● ASSIGNED TASK
Exact reproduction required: the lines below from the line with "pub fn new(config: &SplunkConfig)" to the line with "#[async_trait]", both ends included, and no others.

● RECORD EXTRACTS
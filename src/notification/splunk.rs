//! A client for the Splunk HTTP Event Collector.

use crate::config::SplunkConfig;
use crate::core::{AlertPayload, EventSender};
use crate::error::DeliveryError;
use anyhow::Result;
use async_trait::async_trait;
use reqwest::{header::AUTHORIZATION, StatusCode};
use serde_json::{json, Value};
use std::time::Duration;
use tracing::{error, info, instrument};

/// Posts alert payloads to a Splunk HEC endpoint.
pub struct SplunkHecClient {
    client: reqwest::Client,
    hec_url: String,
    token: String,
}

impl SplunkHecClient {
    /// Creates a new `SplunkHecClient` with the configured request timeout.
    pub fn new(config: &SplunkConfig) -> Result<Self> {
        let client = reqwest::Client::builder()
            .timeout(Duration::from_secs(config.timeout_seconds))
            .build()?;
        Ok(Self {
            client,
            hec_url: config.hec_url.clone(),
            token: config.token.clone(),
        })
    }

    /// Wraps a payload in the HEC event envelope.
    pub fn event_body(payload: &AlertPayload) -> Value {
        json!({
            "event": payload,
            "sourcetype": "_json",
        })
    }
}

#[async_trait]
impl EventSender for SplunkHecClient {
    #[instrument(skip(self, payload), fields(monitor_type = %payload.monitor_type))]
    async fn send_event(&self, payload: &AlertPayload) -> Result<(), DeliveryError> {
        let response = self
            .client
            .post(&self.hec_url)
            .header(AUTHORIZATION, format!("Splunk {}", self.token))
            .json(&Self::event_body(payload))
            .send()
            .await;

        match response {
            Ok(res) if res.status() == StatusCode::OK => {
                info!("Event sent to Splunk.");
                Ok(())
            }
            Ok(res) => {
                let status = res.status();
                // An unreadable or empty body falls back to the status line.
                let detail = match res.text().await {
                    Ok(text) if !text.trim().is_empty() => text,
                    _ => status.to_string(),
                };
                error!(
                    status = %status,
                    body = %detail,
                    "Splunk sending failed"
                );
                Err(DeliveryError::Splunk(detail))
            }
            Err(e) => {
                error!(error = %e, "HTTP request to Splunk failed");
                Err(DeliveryError::Splunk(e.to_string()))
            }
        }
    }
}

● RESULT OF THIS TASK
    pub fn new(config: &SplunkConfig) -> Result<Self> {
        let client = reqwest::Client::builder()
            .timeout(Duration::from_secs(config.timeout_seconds))
            .build()?;
        Ok(Self {
            client,
            hec_url: config.hec_url.clone(),
            token: config.token.clone(),
        })
    }

    /// Wraps a payload in the HEC event envelope.
    pub fn event_body(payload: &AlertPayload) -> Value {
        json!({
            "event": payload,
            "sourcetype": "_json",
        })
    }
}

#[async_trait]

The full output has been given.